You know about the problem of distance in mathematics, don’t you? In a strange way it’s probably the most metaphysical question of science, or at least it seems to be extremely metaphysical to me and here is why.
    The mental construct of distance is based on our vision and our sense of continuous time. Our brain or, better to say, the way it ‘perceives’ space-time is playing a trick on us by performing an inverse transform in the imaginary space of possibilities. I mean that what really exist is the possibility for a physical object located roughly near the point A to move to a proverbial point B. It is especially ‘obvious’ when there is ‘nothing’ in between and we call this visible absence of material obstacles, separating A and B - ‘space’. Watch once again what your brain just did: it presumed that if there is ‘nothing’ between A and B then the object that is in A now can move to B. This in its turn is based on presumption that the ‘dimension’ of time exists and is changing continuously.
    Another assumption that has snuck into our observation is the cause-effect relationship between the present state of an object ‘in point A’ as a cause of what can be the ‘same’ object but ‘in point B’. This is the main reason why the brain performs a backward calculation from that visibly possible state to the present state of the object and says that the difference between these two is ‘space’ or even ‘distance’ - a more quantitative feeling that the brain invokes.

Note aside: This is one of the mental traps of graphic depictions of all sorts and kinds. It seems to be ‘obvious’ that by means of some kind of ‘nudging’ one point can be ‘moved’ (continuously) from its present position to another one. Not in the slightest! In most real-life cases there is no way to ‘nudge’ a data point, in this sense all the points between A and B don’t even exist, but they are present on your graph, n.

As to the fact that once it has been moved from A to B the object is not necessarily the same every student of Thermodynamics who saw the P/V diagrams of the ‘Carno Cycle’ or other similar ones knows that the other (hidden, not depicted on the diagram) variables may change dramatically if you change the path or even the direction (hi ‘hysteresis loop’) of movement along the path between these symbolic ‘points’ A and B.

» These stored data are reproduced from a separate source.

//! End-to-end scrum metrics: raw export records through the normalizer into
//! velocity, cycle-time, and burndown value objects.

use chrono::NaiveDate;
use pretty_assertions::assert_eq;
use serde_json::{json, Value};
use trainmap::{
    burndown, cycle_time_stats, normalize, team_velocity, teams, Measure, TrainmapConfig,
};

fn story(key: &str, team: &str, sprint: &str, points: f64, status: &str) -> Value {
    json!({
        "key": key,
        "type": "Story",
        "status": status,
        "customfield_20403": team,
        "customfield_11701": sprint,
        "customfield_10003": points,
    })
}

fn resolved_story(key: &str, team: &str, created: &str, resolved: &str) -> Value {
    json!({
        "key": key,
        "type": "Story",
        "status": "Done",
        "customfield_20403": team,
        "customfield_10003": 5.0,
        "created": created,
        "resolved": resolved,
    })
}

#[test]
fn velocity_series_from_raw_export() {
    let records = vec![
        story("S-1", "Platform", "Sprint 1", 5.0, "Done"),
        story("S-2", "Platform", "Sprint 1", 3.0, "In Progress"),
        story("S-3", "Platform", "Sprint 2", 8.0, "Done"),
        story("S-4", "Apps", "Sprint 1", 13.0, "Done"),
    ];
    let config = TrainmapConfig::default();
    let issues = normalize(&records, &config);
    let series = team_velocity(&issues.stories, &config);

    assert_eq!(series.len(), 2);
    assert_eq!(teams(&issues.stories), vec!["Apps", "Platform"]);

    let platform = series.iter().find(|s| s.team == "Platform").unwrap();
    let velocities: Vec<f64> = platform.points.iter().map(|p| p.completed_points).collect();
    assert_eq!(velocities, vec![5.0, 8.0]);
    assert_eq!(platform.rolling, vec![5.0, 6.5]);
}

#[test]
fn rolling_average_covers_last_min_n_sprints() {
    let records: Vec<Value> = (1..=5)
        .map(|n| {
            story(
                &format!("S-{n}"),
                "Platform",
                &format!("Sprint {n}"),
                (n * 10) as f64,
                "Done",
            )
        })
        .collect();
    let config = TrainmapConfig::default(); // window 3
    let issues = normalize(&records, &config);
    let series = team_velocity(&issues.stories, &config);

    // Last element is the mean of the last min(N, n) = 3 raw values.
    let last = *series[0].rolling.last().unwrap();
    assert_eq!(last, (30.0 + 40.0 + 50.0) / 3.0);
    // First element is a partial window of one.
    assert_eq!(series[0].rolling[0], 10.0);
}

#[test]
fn gap_sprints_report_zero_velocity() {
    let records = vec![
        story("S-1", "Platform", "Sprint 2", 5.0, "Done"),
        story("S-2", "Platform", "Sprint 5", 8.0, "Done"),
    ];
    let config = TrainmapConfig::default();
    let issues = normalize(&records, &config);
    let series = team_velocity(&issues.stories, &config);

    let sprints: Vec<u32> = series[0].points.iter().map(|p| p.sprint).collect();
    assert_eq!(sprints, vec![2, 3, 4, 5]);
    assert_eq!(series[0].points[1].completed_points, 0.0);
    // Zero-velocity still appears in the rolling series.
    assert_eq!(series[0].rolling.len(), 4);
}

#[test]
fn cycle_time_is_elapsed_calendar_days() {
    let records = vec![resolved_story(
        "S-1",
        "Platform",
        "2024-01-01",
        "2024-01-04",
    )];
    let config = TrainmapConfig::default();
    let issues = normalize(&records, &config);
    let stats = cycle_time_stats(&issues.stories, &config);

    assert_eq!(stats[0].samples.len(), 1);
    assert_eq!(stats[0].samples[0].days, 3.0);
    assert_eq!(stats[0].mean_days, Measure::Defined(3.0));
}

#[test]
fn negative_cycle_times_count_once_per_story() {
    let records = vec![
        resolved_story("S-1", "Platform", "2024-01-10", "2024-01-04"),
        resolved_story("S-2", "Platform", "2024-01-20", "2024-01-05"),
        resolved_story("S-3", "Platform", "2024-01-01", "2024-01-03"),
    ];
    let config = TrainmapConfig::default();
    let issues = normalize(&records, &config);
    let stats = cycle_time_stats(&issues.stories, &config);

    assert_eq!(stats[0].negative_anomalies, 2);
    assert_eq!(stats[0].samples.len(), 1);
    assert_eq!(stats[0].median_days, Measure::Defined(2.0));
}

#[test]
fn in_flight_stories_are_tallied_not_sampled() {
    let records = vec![
        resolved_story("S-1", "Platform", "2024-01-01", "2024-01-03"),
        json!({
            "key": "S-2",
            "type": "Story",
            "status": "In Progress",
            "customfield_20403": "Platform",
            "created": "2024-01-02",
        }),
    ];
    let config = TrainmapConfig::default();
    let issues = normalize(&records, &config);
    let stats = cycle_time_stats(&issues.stories, &config);

    assert_eq!(stats[0].in_flight, 1);
    assert_eq!(stats[0].samples.len(), 1);
}

#[test]
fn empty_sample_set_reports_insufficient_statistics() {
    let records = vec![json!({
        "key": "S-1",
        "type": "Story",
        "status": "In Progress",
        "customfield_20403": "Platform",
    })];
    let config = TrainmapConfig::default();
    let issues = normalize(&records, &config);
    let stats = cycle_time_stats(&issues.stories, &config);

    assert_eq!(stats[0].mean_days, Measure::Insufficient);
    assert_eq!(stats[0].median_days, Measure::Insufficient);
    assert_eq!(stats[0].percentile_days, Measure::Insufficient);
}

#[test]
fn burndown_reconstruction_from_resolution_dates() {
    let mut s1 = story("S-1", "Platform", "Sprint 3", 5.0, "Done");
    s1["resolved"] = json!("2024-01-03");
    let mut s2 = story("S-2", "Platform", "Sprint 3", 3.0, "Done");
    s2["resolved"] = json!("2024-01-08");
    let s3 = story("S-3", "Platform", "Sprint 3", 2.0, "In Progress");

    let config = TrainmapConfig::default();
    let issues = normalize(&[s1, s2, s3], &config);

    let start = NaiveDate::from_ymd_opt(2024, 1, 1).unwrap();
    let series = burndown(&issues.stories, "Platform", "Sprint 3", start, 13);

    assert_eq!(series.scope_points, 10.0);
    assert_eq!(series.points.first().unwrap().remaining_points, 10.0);
    assert_eq!(series.final_remaining(), 2.0);
    for pair in series.points.windows(2) {
        assert!(pair[1].remaining_points <= pair[0].remaining_points);
    }
    // Ideal line burns the full scope over exactly the sprint window.
    assert!(series.points.last().unwrap().ideal_remaining.abs() < 1e-9);
}

#[test]
fn dangling_stories_still_feed_team_metrics() {
    let records = vec![json!({
        "key": "S-1",
        "type": "Story",
        "status": "Done",
        "customfield_11702": "F-404",
        "customfield_20403": "Platform",
        "customfield_11701": "Sprint 1",
        "customfield_10003": 5.0,
    })];
    let config = TrainmapConfig::default();
    let issues = normalize(&records, &config);

    assert_eq!(issues.diagnostics.dangling_links, 1);
    let series = team_velocity(&issues.stories, &config);
    assert_eq!(series[0].points[0].completed_points, 5.0);
}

    At the same time we are clearly missing something here, namely the opportunity to create an ‘obvious’ representation usable in our most abstract reasoning, for instance a way to quantify the dissimilarity of meanings or optimality of models… The traditional deliberation about the ‘replaceability’ of different changes in dimensions is too narrow and most importantly is lacking the apparent dependence on the ‘previous history’ of the phenomenon under observation.

The Universal Method.

    Is there a ‘Universal’ method that would be so intuitive that it would apply in any and every case? Of course there is! We’ve just discussed it, it is called “getting from here to there”! The difference in position or, even broader, state can be described constructively as a path from point A to point B built of a sequence of steps. The steps can be large or small or even infinitesimally small or infinitely large, but they are a continuous sequence.

The Universal Dimension.

    And from what we’ve said in the beginning and our human ‘intuition’ we immediately know how to ‘parametrize’ this sequence: by the time spent on going down the path! Notice that we can include anything and everything in the definition of ‘time spent’, all the information gathering and (hard) decision making can be included. That is very useful for our synthesis, it is very ‘intuitive’, probably even ‘obvious’. And it’s a scalar too; we know how to deal with scalars, because their composition is just an arithmetical sum that we know how to calculate.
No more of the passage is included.